**Brief:** Retype every entry word for word.
***** Listed entries
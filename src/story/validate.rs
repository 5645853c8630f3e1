use crate::{
    error::{Result, StoryError, PROMPT_REQUIRED},
    models::{
        GenerationRequest, ValidatedRequest, DEFAULT_ART_STYLE, DEFAULT_AUDIENCE, DEFAULT_GENRE,
        DEFAULT_TONE,
    },
};

/// Rejects requests without a usable prompt and resolves the style labels.
pub fn validate(request: &GenerationRequest) -> Result<ValidatedRequest> {
    let prompt = request
        .prompt
        .as_deref()
        .filter(|p| !p.trim().is_empty())
        .ok_or_else(|| StoryError::ValidationError(PROMPT_REQUIRED.to_string()))?;

    Ok(ValidatedRequest {
        prompt: prompt.to_string(),
        genre: label_or(&request.genre, DEFAULT_GENRE),
        tone: label_or(&request.tone, DEFAULT_TONE),
        audience: label_or(&request.audience, DEFAULT_AUDIENCE),
        art_style: label_or(&request.art_style, DEFAULT_ART_STYLE),
    })
}

fn label_or(label: &Option<String>, default: &str) -> String {
    match label.as_deref().map(str::trim) {
        Some(value) if !value.is_empty() => value.to_string(),
        _ => default.to_string(),
    }
}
**********
**Result of the task:**
filename src/story/validate.rs
repository 5645853c8630f3e1
use crate::{
    error::{Result, StoryError, PROMPT_REQUIRED},
    models::{
        GenerationRequest, ValidatedRequest, DEFAULT_ART_STYLE, DEFAULT_AUDIENCE, DEFAULT_GENRE,
        DEFAULT_TONE,
    },
};

/// Rejects requests without a usable prompt and resolves the style labels.
pub fn validate(request: &GenerationRequest) -> Result<ValidatedRequest> {
    let prompt = request
        .prompt
        .as_deref()
        .filter(|p| !p.trim().is_empty())
        .ok_or_else(|| StoryError::ValidationError(PROMPT_REQUIRED.to_string()))?;

    Ok(ValidatedRequest {
        prompt: prompt.to_string(),
        genre: label_or(&request.genre, DEFAULT_GENRE),
        tone: label_or(&request.tone, DEFAULT_TONE),
        audience: label_or(&request.audience, DEFAULT_AUDIENCE),
        art_style: label_or(&request.art_style, DEFAULT_ART_STYLE),
    })
}

fn label_or(label: &Option<String>, default: &str) -> String {
    match label.as_deref().map(str::trim) {
        Some(value) if !value.is_empty() => value.to_string(),
        _ => default.to_string(),
    }
}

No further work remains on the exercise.